The Dry Cut mode minimises bleeding during TUR-P and effective coagulation of vessels during cutting means the risk of absorption of irrigating fluid (TUR syndrome) is also potentially reduced, the firm points out. ‘Visualisation at the surgical site remains clear for an extended period, due to the limited formation of gas bubbles during cutting. In addition, reliable haemostasis significantly reduces procedure times, as repeat coagulations are rarely required. Automatic power regulation produces a maximum effect with minimal power output. Adjacent structures are spared as much as possible and wear and tear of the instruments are reduced.’
‘These qualities are not achieved at the cost of an increased energy output. The automatic power regulation by the VIO electrosurgical generators keeps power output low while still achieving the best possible haemostasis,’ Erbe adds. ‘Just as the VIO System can be configured for urological procedures with special software and output sockets, the system also can be individually customised for use in all other surgical specialities,
The Erbe BiClamp
The firm has also launched a new instrument for the safe coagulation of vascularised tissue structures, such as the mesentery, peritoneum or omentum prior to cutting. Erbe reports that preparation, dissection and supply of individual vessels usually can be dispensed with, because coagulation is quick and effective. The procedure can be carried out during open surgery as well as laparoscopy.
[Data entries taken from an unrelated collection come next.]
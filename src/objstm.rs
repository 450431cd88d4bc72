//! Object streams (`/Type /ObjStm`).
//!
//! The decoded body starts with `N` pairs of `object-number offset`, and
//! each offset is relative to `/First`. Objects inside are always
//! generation 0 and are never individually encrypted.

use crate::error::{Error, Result};
use crate::lexer::{token, Token};
use crate::object::{Dict, Object};
use crate::parser::parse_object_with_limit;

/// Parse a decoded object stream body into `(object number, object)` pairs
/// in stream index order. Members that fail to parse are logged and left out.
pub fn parse_object_stream(
    dict: &Dict,
    decoded: &[u8],
    max_nesting: usize,
) -> Result<Vec<(u32, Object)>> {
    let count = dict
        .get("N")
        .and_then(|o| o.as_integer())
        .filter(|n| *n >= 0)
        .ok_or_else(|| Error::InvalidPdf("object stream without a valid /N".to_string()))?
        as usize;
    let first = dict
        .get("First")
        .and_then(|o| o.as_integer())
        .filter(|f| *f >= 0 && (*f as usize) <= decoded.len())
        .ok_or_else(|| Error::InvalidPdf("object stream without a valid /First".to_string()))?
        as usize;

    let header = &decoded[..first];
    let pairs = parse_pairs(header, count)?;

    let mut objects = Vec::with_capacity(pairs.len());
    for (index, (num, offset)) in pairs.iter().enumerate() {
        let start = first + offset;
        let Some(body) = decoded.get(start..) else {
            log::warn!("Object {} offset {} lies outside its object stream", num, offset);
            continue;
        };
        match parse_object_with_limit(body, max_nesting) {
            Ok((_, obj)) => objects.push((*num, obj)),
            Err(e) => {
                log::warn!("Object {} (index {}) in object stream failed to parse: {:?}", num, index, e)
            },
        }
    }
    Ok(objects)
}

fn parse_pairs(mut header: &[u8], count: usize) -> Result<Vec<(u32, usize)>> {
    let mut pairs = Vec::with_capacity(count.min(100_000));
    for _ in 0..count {
        let (rest, num) = match token(header) {
            Ok((rest, Token::Integer(n))) if n >= 0 => (rest, n as u32),
            _ => break,
        };
        let (rest, offset) = match token(rest) {
            Ok((rest, Token::Integer(o))) if o >= 0 => (rest, o as usize),
            _ => break,
        };
        pairs.push((num, offset));
        header = rest;
    }
    if pairs.len() < count {
        log::warn!("Object stream header lists {} of {} objects", pairs.len(), count);
    }
    Ok(pairs)
}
The Erbe VIO System supports BiClamp via specific software and hardware.
Tissue to be separated is grasped by the branches of the BiClamp and coagulated. The VIO software provides effective waveforms and voltages for an optimal coagulation result. The patented Auto Stop function automatically halts coagulation while ensuring safe haemostasis and thereby preventing lateral thermal damage. The instrument is then opened and tissue within the visibly coagulated area is separated mechanically. In the case of highly vascular structures it may be helpful to carry out two BiClamp coagulations, one next to the other, and then to separate the tissue between the coagulation seams, the firm adds.
‘Coagulation with BiClamp is so effective that an additional ligature or a supplementary conventional coagulation is often not required,’ Erbe concludes.